D. Hak dan Kewajiban Pejabat Administrasi Pemerintahan
           Berdasarkan tujuan dan asas penyelenggaraan administrasi Pemerintahan, maka Pejabat Pemerintahan memiliki hak untuk menggunakan Kewenangan dalam mengambil Keputusan dan/atau Tindakan.
           Apa yang hak Pejabat Pemerintahan ?
1.      melaksanakan Kewenangan yang dimiliki berdasarkan ketentuan peraturan perundangundangan dan AUPB;
2.      menyelenggarakan aktivitas pemerintahan berdasarkan Kewenangan yang dimiliki;
3.      menetapkan Keputusan berbentuk tertulis atau elektronis dan/atau menetapkan Tindakan;
4.      menerbitkan atau tidak menerbitkan, mengubah, mengganti, mencabut, menunda, dan/atau membatalkan Keputusan dan/atau Tindakan;
5.      menggunakan Diskresi sesuai dengan tujuannya;
6.      mendelegasikan dan memberikan Mandat kepada Pejabat Pemerintahan lainnya sesuai dengan ketentuan peraturan perundanganundangan
7.      menunjuk pelaksana harian atau pelaksana tugas untuk melaksanakan tugas apabila pejabat definitif berhalangan;
8.      menerbitkan Izin, Dispensasi, dan/atau Konsesi sesuai dengan ketentuan peraturan perundangundangan;
9.      memperoleh perlindungan hukum dan jaminan keamanan dalam menjalankan tugasnya;
10.  memperoleh bantuan hukum dalam pelaksanaan tugasnya;
11.  menyelesaikan Sengketa Kewenangan di lingkungan atau wilayah kewenangannya;
12.   menyelesaikan Upaya Administratif yang diajukan masyarakat atas Keputusan dan/atau Tindakan yang dibuatnya; dan
13.  menjatuhkan sanksi administratif kepada bawahan yang melakukan pelanggaran sebagaimana diatur dalam Undang-Undang Nomor  30 Tahun 2014 ini.

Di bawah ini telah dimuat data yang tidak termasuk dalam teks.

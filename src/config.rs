//! Engine Configuration
//!
//! Timer periods, the peer roster anchor and channel sizing. Loadable from
//! YAML; every field falls back to its default when omitted.

use crate::error::{Error, Result};
use serde::{Deserialize, Serialize};
use std::path::Path;
use std::time::Duration;

/// Anchor whose linked identities form the peer roster
pub const DEFAULT_PEER_ANCHOR: &str = "SYNC_ENGINE_ALL_PEERS";

/// Configuration for the sync engine
#[derive(Debug, Clone, PartialEq, Eq, Serialize, Deserialize)]
#[serde(default)]
pub struct EngineConfig {
    /// Engine-wide batched poll period in seconds
    pub poll_interval_secs: u64,
    /// Per-node refresh period while subscribed, in seconds
    pub node_refresh_interval_secs: u64,
    /// Delay before confirming a signal's writes, in milliseconds
    pub confirmation_delay_ms: u64,
    pub peer_anchor: String,
    /// Capacity of the inbound signal channel
    pub signal_channel_capacity: usize,
}

impl Default for EngineConfig {
    fn default() -> Self {
        Self {
            poll_interval_secs: 10,
            node_refresh_interval_secs: 10,
            confirmation_delay_ms: 100,
            peer_anchor: DEFAULT_PEER_ANCHOR.to_string(),
            signal_channel_capacity: 1024,
        }
    }
}

impl EngineConfig {
    /// Load from a YAML file and validate
    pub fn from_file(path: impl AsRef<Path>) -> Result<Self> {
        let raw = std::fs::read_to_string(path.as_ref())?;
        Self::from_yaml(&raw)
    }

    pub fn from_yaml(raw: &str) -> Result<Self> {
        let config: Self = serde_yaml::from_str(raw)?;
        config.validate()?;
        Ok(config)
    }

    pub fn validate(&self) -> Result<()> {
        if self.poll_interval_secs == 0 {
            return Err(Error::Configuration(
                "poll_interval_secs must be positive".into(),
            ));
        }
        if self.node_refresh_interval_secs == 0 {
            return Err(Error::Configuration(
                "node_refresh_interval_secs must be positive".into(),
            ));
        }
        if self.peer_anchor.is_empty() {
            return Err(Error::Configuration("peer_anchor must not be empty".into()));
        }
        if self.signal_channel_capacity == 0 {
            return Err(Error::Configuration(
                "signal_channel_capacity must be positive".into(),
            ));
        }
        Ok(())
    }

    pub fn poll_interval(&self) -> Duration {
        Duration::from_secs(self.poll_interval_secs)
    }

    pub fn node_refresh_interval(&self) -> Duration {
        Duration::from_secs(self.node_refresh_interval_secs)
    }

    pub fn confirmation_delay(&self) -> Duration {
        Duration::from_millis(self.confirmation_delay_ms)
    }
}
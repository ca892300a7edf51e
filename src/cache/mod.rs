//! Node Graph Cache
//!
//! One cache entry per referenced node, kept in a registry with a map per
//! node kind. Entries refresh themselves while observed; the poll scheduler
//! additionally sweeps all observed nodes with a single batched call.
//!
//! ```text
//! ┌──────────────────────────────────────────────┐
//! │                CacheRegistry                 │
//! │   anchors  │  identities  │  contents        │
//! └─────┬──────────────┬──────────────┬──────────┘
//!       │              │              │
//!  NodeCacheEntry  NodeCacheEntry  NodeCacheEntry
//!   (state, observers, refresh timer)
//!       ▲
//!       │ batched sweep
//! ┌─────┴────────┐
//! │ PollScheduler│
//! └──────────────┘
//! ```

pub mod entry;
pub mod metrics;
pub mod poller;
pub mod registry;

pub use entry::{NodeCacheEntry, NodeSnapshot, NodeState, StateCallback, Subscription};
pub use metrics::{EngineMetrics, EngineStatsSnapshot};
pub use poller::PollScheduler;
pub use registry::CacheRegistry;
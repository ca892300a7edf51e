//! Graph Sync - Node Graph Cache & Signal Reconciliation Engine
//!
//! A client-side cache and synchronization layer over a replicated,
//! eventually-consistent graph store. The store holds anchors, versioned
//! content items and identity keys connected by tagged, directed links.
//! The engine keeps one cache entry per observed node, refreshes it in the
//! background, merges push notifications from replicas into it and forwards
//! locally-originated notifications to the other known peers.
//!
//! # Architecture
//!
//! ```text
//! ┌─────────────────────────────────────────────────────────────────────┐
//! │                             SyncEngine                              │
//! ├─────────────────────────────────────────────────────────────────────┤
//! │  ┌──────────────────┐  ┌──────────────────┐  ┌──────────────────┐   │
//! │  │  PollScheduler   │  │ SignalDispatcher │  │  Subscriptions   │   │
//! │  │ (batched sweep)  │  │ (merge, forward) │  │   (observers)    │   │
//! │  └────────┬─────────┘  └────────┬─────────┘  └────────┬─────────┘   │
//! │           └─────────────────────┼─────────────────────┘             │
//! │                     ┌───────────┴───────────┐                       │
//! │                     │     CacheRegistry     │                       │
//! │                     │ anchors│ids│contents  │                       │
//! │                     └───────────┬───────────┘                       │
//! ├─────────────────────────────────┼───────────────────────────────────┤
//! │                     ┌───────────┴───────────┐                       │
//! │                     │      GraphClient      │                       │
//! │                     └───────────┬───────────┘                       │
//! │                          RemoteCall (port)                          │
//! └─────────────────────────────────┼───────────────────────────────────┘
//!                                   │
//!                      replica (remote or in-process)
//! ```
//!
//! # Modules
//!
//! - [`domain`]: Node identities, the graph data model and the store port
//! - [`transport`]: Typed client over the store's named operations
//! - [`cache`]: Cache entries, registry, poll scheduler and metrics
//! - [`signal`]: Signal payloads and the dispatcher
//! - [`engine`]: The engine that owns all of the above
//! - [`replica`]: In-process reference replica and simulated peer network
//! - [`config`]: Engine configuration
//! - [`error`]: Error types and handling

pub mod cache;
pub mod config;
pub mod domain;
pub mod engine;
pub mod error;
pub mod replica;
pub mod signal;
pub mod transport;

// Re-export commonly used types
pub use cache::{
    CacheRegistry, EngineStatsSnapshot, NodeCacheEntry, NodeSnapshot, NodeState, Subscription,
};

pub use config::{EngineConfig, DEFAULT_PEER_ANCHOR};

pub use domain::{
    ActionRef, ContentId, DeleteThingInput, LinkDirection, LinkInput, LinkTagContent,
    NodeAndLinkedIds, NodeContent, NodeId, NodeIdAndTag, NodeKind, NodeLink, NodeLookup,
    PublicKey, RemoteCall, RemoteCallRef, Tag, Thing,
};

pub use engine::SyncEngine;

pub use error::{Error, ErrorAction, Result};

pub use replica::{InjectedFailure, MemoryReplica, SimNetwork};

pub use signal::{Signal, SignalKind, SignalOrigin};

pub use transport::GraphClient;

/// Library version
pub const VERSION: &str = env!("CARGO_PKG_VERSION");

/// Library name
pub const NAME: &str = env!("CARGO_PKG_NAME");
//! Signal Events
//!
//! Push notifications a replica emits right after it performs a write.

use crate::domain::{ActionRef, ContentId, NodeLink, PublicKey, Thing};
use serde::{Deserialize, Serialize};

/// Where a signal came from
#[derive(Debug, Clone, Copy, PartialEq, Eq, Serialize, Deserialize)]
pub enum SignalOrigin {
    /// Emitted by the replica this engine is connected to
    Local,
    /// Forwarded from another peer
    Remote,
}

impl std::fmt::Display for SignalOrigin {
    fn fmt(&self, f: &mut std::fmt::Formatter<'_>) -> std::fmt::Result {
        match self {
            SignalOrigin::Local => write!(f, "local"),
            SignalOrigin::Remote => write!(f, "remote"),
        }
    }
}

/// What happened
#[derive(Debug, Clone, PartialEq, Eq, Serialize, Deserialize)]
#[serde(tag = "type")]
pub enum SignalKind {
    ContentCreated {
        thing: Thing,
    },

    ContentUpdated {
        thing: Thing,
        /// Ref of the new revision
        update_ref: ActionRef,
        /// Ref of the link from the original to the revision
        update_link_ref: ActionRef,
    },

    ContentDeleted {
        id: ContentId,
    },

    LinksAdded {
        links: Vec<NodeLink>,
    },

    LinksRemoved {
        links: Vec<NodeLink>,
    },
}

impl SignalKind {
    /// Short name for logging
    pub fn name(&self) -> &'static str {
        match self {
            SignalKind::ContentCreated { .. } => "content_created",
            SignalKind::ContentUpdated { .. } => "content_updated",
            SignalKind::ContentDeleted { .. } => "content_deleted",
            SignalKind::LinksAdded { .. } => "links_added",
            SignalKind::LinksRemoved { .. } => "links_removed",
        }
    }

    /// Writes whose visibility should be confirmed after applying this signal
    pub fn confirmation_refs(&self) -> Vec<ActionRef> {
        match self {
            SignalKind::ContentCreated { thing } => vec![ActionRef::new(thing.id.as_bytes())],
            SignalKind::ContentUpdated {
                update_ref,
                update_link_ref,
                ..
            } => vec![update_ref.clone(), update_link_ref.clone()],
            SignalKind::LinksAdded { links } => {
                links.iter().map(|l| l.create_ref.clone()).collect()
            }
            SignalKind::ContentDeleted { .. } | SignalKind::LinksRemoved { .. } => Vec::new(),
        }
    }
}

/// A notification together with its origin
#[derive(Debug, Clone, PartialEq, Eq, Serialize, Deserialize)]
pub struct Signal {
    pub origin: SignalOrigin,
    pub kind: SignalKind,
}

impl Signal {
    pub fn local(kind: SignalKind) -> Self {
        Self {
            origin: SignalOrigin::Local,
            kind,
        }
    }

    pub fn remote(kind: SignalKind) -> Self {
        Self {
            origin: SignalOrigin::Remote,
            kind,
        }
    }

    pub fn is_local(&self) -> bool {
        self.origin == SignalOrigin::Local
    }

    /// Copy of this signal as peers should receive it
    pub fn to_remote(&self) -> Self {
        Self::remote(self.kind.clone())
    }
}

/// Payload of the `remote_signal` operation
#[derive(Debug, Clone, PartialEq, Eq, Serialize, Deserialize)]
pub struct RemoteSignalInput {
    pub signal: Signal,
    pub agents: Vec<PublicKey>,
}

#[cfg(test)]
mod tests {
    use super::*;
    use crate::domain::NodeId;
    use chrono::Utc;

    fn thing() -> Thing {
        Thing {
            id: ContentId::new(vec![1, 2]),
            content: "hello".into(),
            creator: PublicKey::new(vec![9]),
            created_at: Utc::now(),
            updated_at: None,
        }
    }

    #[test]
    fn test_confirmation_refs() {
        let created = SignalKind::ContentCreated { thing: thing() };
        assert_eq!(created.confirmation_refs(), vec![ActionRef::new(vec![1, 2])]);

        let added = SignalKind::LinksAdded {
            links: vec![NodeLink {
                src: NodeId::anchor("a"),
                dst: NodeId::anchor("b"),
                tag: None,
                create_ref: ActionRef::new(vec![5]),
            }],
        };
        assert_eq!(added.confirmation_refs(), vec![ActionRef::new(vec![5])]);

        let deleted = SignalKind::ContentDeleted {
            id: ContentId::new(vec![1]),
        };
        assert!(deleted.confirmation_refs().is_empty());
    }

    #[test]
    fn test_to_remote_keeps_kind() {
        let signal = Signal::local(SignalKind::ContentCreated { thing: thing() });
        assert!(signal.is_local());

        let forwarded = signal.to_remote();
        assert_eq!(forwarded.origin, SignalOrigin::Remote);
        assert_eq!(forwarded.kind, signal.kind);
        assert_eq!(forwarded.kind.name(), "content_created");
    }

    #[test]
    fn test_wire_shape() {
        let signal = Signal::remote(SignalKind::ContentDeleted {
            id: ContentId::new(vec![3]),
        });
        let json = serde_json::to_value(&signal).unwrap();
        assert_eq!(json["origin"], "Remote");
        assert_eq!(json["kind"]["type"], "ContentDeleted");
    }
}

      Selanjutnya apa yang menjadi kewajiban Pejabat Pemerintahan?
1.        membuat Keputusan dan/atau Tindakan sesuai dengan kewenangannya;
2.        mematuhi AUPB dan sesuai dengan ketentuan peraturan perundang-undangan;
3.        mematuhi persyaratan dan prosedur pembuatan Keputusan dan/atau Tindakan;
4.        mematuhi Undang-Undang Nomor 30 Tahunn 2014 dalam menggunakan Diskresi;
5.        memberikan Bantuan Kedinasan kepada Badan dan/atau Pejabat Pemerintahan yang meminta bantuan untuk melaksanakan penyelenggaraan pemerintahan tertentu;
6.        memberikan kesempatan kepada Warga Masyarakat untuk didengar pendapatnya sebelum membuat Keputusan dan/atau Tindakan sesuai dengan ketentuan peraturan perundang-undangan.
7.        memberitahukan kepada Warga Masyarakat yang berkaitan dengan Keputusan dan/atau Tindakan yang menimbulkan kerugian paling lama 10 (sepuluh) hari kerja terhitung sejak Keputusan dan/atau Tindakan ditetapkan dan/atau dilakukan;
8.        menyusun standar operasional prosedur pembuatan Keputusan dan/atau Tindakan; i. memeriksa dan meneliti dokumen Administrasi Pemerintahan, serta membuka akses dokumen Administrasi Pemerintahan kepada Warga Masyarakat, kecuali ditentukan lain oleh undang-undang;
9.        menerbitkan Keputusan terhadap permohonan Warga Masyarakat, sesuai dengan hal-hal yang diputuskan dalam keberatan/banding.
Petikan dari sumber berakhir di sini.